Purpose: To compare a newer device (CorVis ST, Oculus Inc.®) with the standard device (Ocular Response Analyzer (ORA, Reicherts®) in measuring in-vivo corneal biomechanical properties. Additionally, multiple regression analysis is used to evaluate potential influence factors (e.g. IOP, K-value, corneal thickness (CCT), axial length (AL), anterior chamber depth (ACD)).

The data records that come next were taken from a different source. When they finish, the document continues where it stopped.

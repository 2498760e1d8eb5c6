// src/cli.rs
use anyhow::Result;
use clap::{Arg, ArgAction, ArgMatches, Command};
use std::{env, ffi::OsString, path::PathBuf};

use crate::{
    core::config::{self, EditorConfig},
    infra::{logger, t},
    select_locale,
};

pub mod commands;

use commands::edit::EditArgs;

/// Pre-parses the command line arguments to find the language setting.
/// This allows i18n to be initialized before the full CLI is built.
/// It looks for `--lang <VALUE>` or `--lang=<VALUE>`.
fn pre_parse_language(args: &[OsString]) -> Option<String> {
    let args: Vec<String> = args
        .iter()
        .map(|arg| arg.to_string_lossy().into_owned())
        .collect();
    if let Some(pos) = args.iter().position(|arg| arg == "--lang") {
        return args.get(pos + 1).cloned();
    }
    args.iter()
        .find_map(|arg| arg.strip_prefix("--lang=").map(str::to_string))
}

pub fn build_cli() -> Command {
    Command::new("editor-launch")
        .version(env!("CARGO_PKG_VERSION"))
        .about(t!("cli.about").to_string())
        .subcommand_required(true)
        .arg_required_else_help(true)
        .arg(
            Arg::new("lang")
                .long("lang")
                .help(t!("cli.lang").to_string())
                .value_name("LANGUAGE")
                .global(true)
                .action(ArgAction::Set),
        )
        .arg(
            Arg::new("config")
                .short('c')
                .long("config")
                .help(t!("cli.config").to_string())
                .value_name("CONFIG")
                .global(true)
                .value_parser(clap::value_parser!(PathBuf))
                .action(ArgAction::Set),
        )
        .arg(
            Arg::new("verbose")
                .short('v')
                .long("verbose")
                .help(t!("cli.verbose").to_string())
                .global(true)
                .action(ArgAction::SetTrue),
        )
        .subcommand(
            Command::new("get-editor").about(t!("cmd.get_editor_about").to_string()),
        )
        .subcommand(
            Command::new("edit")
                .about(t!("cmd.edit_about").to_string())
                .arg(
                    Arg::new("path")
                        .help(t!("arg.path").to_string())
                        .value_name("PATH")
                        .value_parser(clap::value_parser!(PathBuf))
                        .action(ArgAction::Set),
                )
                .arg(
                    Arg::new("contents")
                        .long("contents")
                        .help(t!("arg.contents").to_string())
                        .value_name("CONTENTS")
                        .action(ArgAction::Set),
                )
                .arg(
                    Arg::new("suffix")
                        .long("suffix")
                        .help(t!("arg.suffix").to_string())
                        .value_name("SUFFIX")
                        .action(ArgAction::Set),
                )
                .arg(
                    Arg::new("tty")
                        .long("tty")
                        .help(t!("arg.tty").to_string())
                        .action(ArgAction::SetTrue)
                        .conflicts_with("no-tty"),
                )
                .arg(
                    Arg::new("no-tty")
                        .long("no-tty")
                        .help(t!("arg.no_tty").to_string())
                        .action(ArgAction::SetTrue),
                ),
        )
        .subcommand(
            Command::new("init")
                .about(t!("cmd.init_about").to_string())
                .arg(
                    Arg::new("output")
                        .short('o')
                        .long("output")
                        .help(t!("arg.output").to_string())
                        .value_name("OUTPUT")
                        .default_value(config::DEFAULT_CONFIG_FILE)
                        .value_parser(clap::value_parser!(PathBuf))
                        .action(ArgAction::Set),
                )
                .arg(
                    Arg::new("force")
                        .long("force")
                        .help(t!("arg.force").to_string())
                        .action(ArgAction::SetTrue),
                ),
        )
}

/// Extracts the `edit` subcommand arguments.
pub fn edit_args(matches: &ArgMatches) -> EditArgs {
    let use_tty = if matches.get_flag("tty") {
        Some(true)
    } else if matches.get_flag("no-tty") {
        Some(false)
    } else {
        None
    };
    EditArgs {
        path: matches.get_one::<PathBuf>("path").cloned(),
        contents: matches.get_one::<String>("contents").cloned(),
        suffix: matches.get_one::<String>("suffix").cloned(),
        use_tty,
    }
}

/// Loads the configuration and applies its language unless `--lang` was given.
fn load_config(matches: &ArgMatches, explicit_lang: bool) -> Result<EditorConfig> {
    let path = matches.get_one::<PathBuf>("config");
    let config = config::load_config_or_default(path.map(PathBuf::as_path))?;
    if let Some(path) = path {
        tracing::debug!("{}", t!("config.loaded", path = path.display()));
    }
    if !explicit_lang {
        if let Some(lang) = &config.language {
            rust_i18n::set_locale(&select_locale(lang));
        }
    }
    Ok(config)
}

/// Runs the CLI with the process arguments.
pub async fn run() -> Result<()> {
    run_from(env::args_os().collect()).await
}

pub async fn run_from(args: Vec<OsString>) -> Result<()> {
    // Pre-parse language and initialize i18n first.
    let explicit_lang = pre_parse_language(&args);
    match &explicit_lang {
        Some(lang) => rust_i18n::set_locale(&select_locale(lang)),
        None => crate::init(),
    }

    let matches = build_cli().get_matches_from(args);
    logger::init_cli_logger(matches.get_flag("verbose"));

    match matches.subcommand() {
        Some(("get-editor", _)) => {
            let config = load_config(&matches, explicit_lang.is_some())?;
            commands::get_editor::execute(&config)?;
        }
        Some(("edit", edit_matches)) => {
            let config = load_config(&matches, explicit_lang.is_some())?;
            commands::edit::execute(edit_args(edit_matches), &config).await?;
        }
        Some(("init", init_matches)) => {
            let output = init_matches
                .get_one::<PathBuf>("output")
                .cloned()
                .unwrap_or_else(|| PathBuf::from(config::DEFAULT_CONFIG_FILE));
            commands::init::execute(&output, init_matches.get_flag("force"))?;
        }
        _ => {
            // subcommand_required: clap has already printed help and exited.
        }
    }
    Ok(())
}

Methods: 65 eyes of 65 normal subjects were included in this prospective, randomized, observational study. Measurements by ORA, Corvis, Pentacam and IOL-master were randomly taken in all participants. Biomechanical parameters were taken by ORA: corneal hysteresis (CH) and corneal resistant factor (CRF) and by CorVis ST: deformation amplitude (DA), radius (R), and wing-distance (WD). Intraocular pressure was measured by GAT, ORA and Corvis. Pentacam (CCT, ACD) and IOL-Master (AL, K-value) were used to quantify anatomical status. SSPS®: T-test, intaraclass correlation coefficient, Pearmans correlation and multiple linear regression analysis were used for statistics.

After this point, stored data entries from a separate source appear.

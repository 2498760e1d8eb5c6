//! # Editor Launch Library / Editor Launch 库
//!
//! Programmatically open the user's text editor on a file and capture the
//! result once the editor exits.
//!
//! 以编程方式在文件上打开用户的文本编辑器，并在编辑器退出后获取结果。
//!
//! ## Modules / 模块
//!
//! - `core` - Editor discovery, invocation planning and edit sessions
//! - `infra` - Process execution, file system access and logging
//! - `reporting` - Console output for the command-line interface
//! - `cli` - Command-line interface and commands
//!
//! - `core` - 编辑器发现、调用计划与编辑会话
//! - `infra` - 进程执行、文件系统访问与日志
//! - `reporting` - 命令行界面的控制台输出
//! - `cli` - 命令行接口和命令

pub mod cli;
pub mod core;
pub mod infra;
pub mod reporting;

// Re-export commonly used items
pub use crate::core::{
    edit, edit_with_config, get_editor, get_editor_with_config, EditOutcome, EditRequest,
    EditorConfig, EditorError,
};

/// Picks the best available UI language for `requested`.
///
/// Tries the full locale (e.g. "zh-CN"), then the language part alone
/// (e.g. "en" from "en-US"), then falls back to "en".
pub fn select_locale(requested: &str) -> String {
    let available = rust_i18n::available_locales!();
    let is_available = |lang: &str| available.iter().any(|l| *l == lang);

    if is_available(requested) {
        return requested.to_string();
    }
    requested
        .split(['-', '_'])
        .next()
        .filter(|lang| is_available(lang))
        .unwrap_or("en")
        .to_string()
}


/// Initializes i18n from the system locale.
pub fn init() {
    let locale = sys_locale::get_locale().unwrap_or_else(|| "en".to_string());
    rust_i18n::set_locale(&select_locale(&locale));
}

// Initialize i18n
rust_i18n::i18n!("locales", fallback = "en");
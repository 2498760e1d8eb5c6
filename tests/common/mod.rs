// Shared test helpers for integration tests
#![allow(dead_code)]

use std::fs;
use std::path::{Path, PathBuf};
use tempfile::{tempdir, TempDir};

/// Creates an executable shell script named `name` in `dir` with `body`.
/// `$last` holds the file being edited.
#[cfg(unix)]
pub fn write_fake_editor(dir: &Path, name: &str, body: &str) -> PathBuf {
    use std::os::unix::fs::PermissionsExt;

    let path = dir.join(name);
    let script = format!("#!/bin/sh\nfor last; do :; done\n{body}\n");
    fs::write(&path, script).expect("Failed to write fake editor");
    fs::set_permissions(&path, fs::Permissions::from_mode(0o755))
        .expect("Failed to mark fake editor executable");
    path
}

/// A fake editor that appends ` edited` to the file and exits successfully.
#[cfg(unix)]
pub fn appending_editor(dir: &Path) -> PathBuf {
    write_fake_editor(dir, "fake-editor", r#"printf ' edited' >> "$last""#)
}

/// A fake editor that records its arguments, one per line, in `args.log` next to itself.
#[cfg(unix)]
pub fn recording_editor(dir: &Path) -> PathBuf {
    let log = dir.join("args.log");
    let body = format!(r#"printf '%s\n' "$@" > '{}'"#, log.display());
    write_fake_editor(dir, "recording-editor", &body)
}

/// Reads the argument log written by [`recording_editor`].
pub fn recorded_args(dir: &Path) -> Vec<String> {
    fs::read_to_string(dir.join("args.log"))
        .expect("Fake editor did not record its arguments")
        .lines()
        .map(str::to_string)
        .collect()
}

/// Quotes a path so it survives editor command splitting.
pub fn command_for(path: &Path) -> String {
    shlex::try_quote(&path.to_string_lossy())
        .expect("Path contains a nul byte")
        .into_owned()
}

pub fn setup_test_dir() -> TempDir {
    tempdir().expect("Failed to create temporary directory")
}
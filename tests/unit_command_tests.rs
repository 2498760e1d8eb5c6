//! # Command Module Unit Tests / Command 模块单元测试
//!
//! Tests for `SystemLocator` and `spawn_editor`.
//!
//! 测试 `SystemLocator` 与 `spawn_editor`。

mod common;

use editor_launch::core::editor::ExecutableLocator;
use editor_launch::core::models::EditorInvocation;
use editor_launch::core::EditorError;
use editor_launch::infra::command::{spawn_editor, SystemLocator};
use std::path::PathBuf;
use std::time::Duration;
use tokio_util::sync::CancellationToken;

fn shell(script: &str) -> EditorInvocation {
    EditorInvocation {
        program: "sh".to_string(),
        args: vec!["-c".to_string(), script.to_string()],
        editor_name: "sh".to_string(),
        file: PathBuf::from("unused"),
    }
}

#[cfg(unix)]
#[cfg(test)]
mod locator_tests {
    use super::*;
    use std::fs;

    #[test]
    fn test_finds_executable_in_search_path() {
        let dir = common::setup_test_dir();
        let editor = common::appending_editor(dir.path());

        let locator = SystemLocator::with_search_path(dir.path());
        assert_eq!(locator.find_executable("fake-editor"), Some(editor));
    }

    #[test]
    fn test_skips_non_executable_files() {
        let dir = common::setup_test_dir();
        fs::write(dir.path().join("notes"), "not a program").unwrap();

        let locator = SystemLocator::with_search_path(dir.path());
        assert_eq!(locator.find_executable("notes"), None);
    }

    #[test]
    fn test_first_directory_wins() {
        let first = common::setup_test_dir();
        let second = common::setup_test_dir();
        let expected = common::write_fake_editor(first.path(), "ed", "exit 0");
        common::write_fake_editor(second.path(), "ed", "exit 0");

        let search = std::env::join_paths([first.path(), second.path()]).unwrap();
        let locator = SystemLocator::with_search_path(search);
        assert_eq!(locator.find_executable("ed"), Some(expected));
    }

    #[test]
    fn test_empty_name_is_never_found() {
        let locator = SystemLocator::with_search_path("/bin:/usr/bin");
        assert_eq!(locator.find_executable(""), None);
    }
}

#[cfg(unix)]
#[cfg(test)]
mod spawn_editor_tests {
    use super::*;
    use std::fs;

    #[tokio::test]
    async fn test_exit_code_is_reported() {
        let cancel = CancellationToken::new();
        let code = spawn_editor(&shell("exit 3"), None, None, &cancel).await.unwrap();
        assert_eq!(code, Some(3));
    }

    #[tokio::test]
    async fn test_successful_editor() {
        let cancel = CancellationToken::new();
        let code = spawn_editor(&shell("exit 0"), None, Some(Duration::from_secs(10)), &cancel)
            .await
            .unwrap();
        assert_eq!(code, Some(0));
    }

    #[tokio::test]
    async fn test_stdout_goes_to_terminal_device() {
        let dir = tempfile::tempdir().unwrap();
        let terminal = dir.path().join("tty");
        fs::write(&terminal, "").unwrap();
        let cancel = CancellationToken::new();

        let code = spawn_editor(&shell("echo on the terminal"), Some(&terminal), None, &cancel)
            .await
            .unwrap();
        assert_eq!(code, Some(0));
        assert_eq!(fs::read_to_string(&terminal).unwrap(), "on the terminal\n");
    }

    #[tokio::test]
    async fn test_missing_terminal_device_is_an_io_error() {
        let dir = tempfile::tempdir().unwrap();
        let terminal = dir.path().join("no-such-tty");
        let cancel = CancellationToken::new();

        let err = spawn_editor(&shell("exit 0"), Some(&terminal), None, &cancel)
            .await
            .unwrap_err();
        assert!(matches!(err, EditorError::Io { .. }));
        assert!(err.to_string().contains("no-such-tty"));
    }

    #[tokio::test]
    async fn test_missing_program_is_a_spawn_error() {
        let invocation = EditorInvocation {
            program: "this_editor_does_not_exist_12345".to_string(),
            args: vec![],
            editor_name: "this_editor_does_not_exist_12345".to_string(),
            file: PathBuf::from("unused"),
        };
        let cancel = CancellationToken::new();

        let err = spawn_editor(&invocation, None, None, &cancel).await.unwrap_err();
        assert!(matches!(err, EditorError::Spawn { .. }));
        assert!(err.to_string().contains("this_editor_does_not_exist_12345"));
    }

    #[tokio::test]
    async fn test_timeout_kills_editor() {
        let cancel = CancellationToken::new();
        let err = spawn_editor(
            &shell("sleep 30"),
            None,
            Some(Duration::from_millis(100)),
            &cancel,
        )
        .await
        .unwrap_err();
        assert!(matches!(err, EditorError::Timeout(d) if d == Duration::from_millis(100)));
    }

    #[tokio::test]
    async fn test_cancellation_kills_editor() {
        let cancel = CancellationToken::new();
        let trigger = cancel.clone();
        tokio::spawn(async move {
            tokio::time::sleep(Duration::from_millis(50)).await;
            trigger.cancel();
        });

        let err = spawn_editor(&shell("sleep 30"), None, None, &cancel)
            .await
            .unwrap_err();
        assert!(matches!(err, EditorError::Cancelled));
    }
}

Results: CH correlates very poor to all parameters of CorVis ST (DA, R, WD), r<0.1. Also, there is no significant correlation to CCT, ACD, and AL. CRF shows a significant correlation to CorVis ST parameters (DA: p=0.02; r=-0.35/R:p=0.016; r=0.36) and to CCT by Pentacam (p=0.001; r=0.526). However, there is no significant correlation to WD, AL, and ACD. DA depends negatively on CRF (p=0.02; r=-0.348), IOP (p<0.001; r=-0.611) and CCT (p=0.011; r=-0.442), but only IOP is a significant influence factor of DA in multiple linear regression analysis (p=0.026; r=0.75) [CRF: p=0.402; CCT: p=0.731].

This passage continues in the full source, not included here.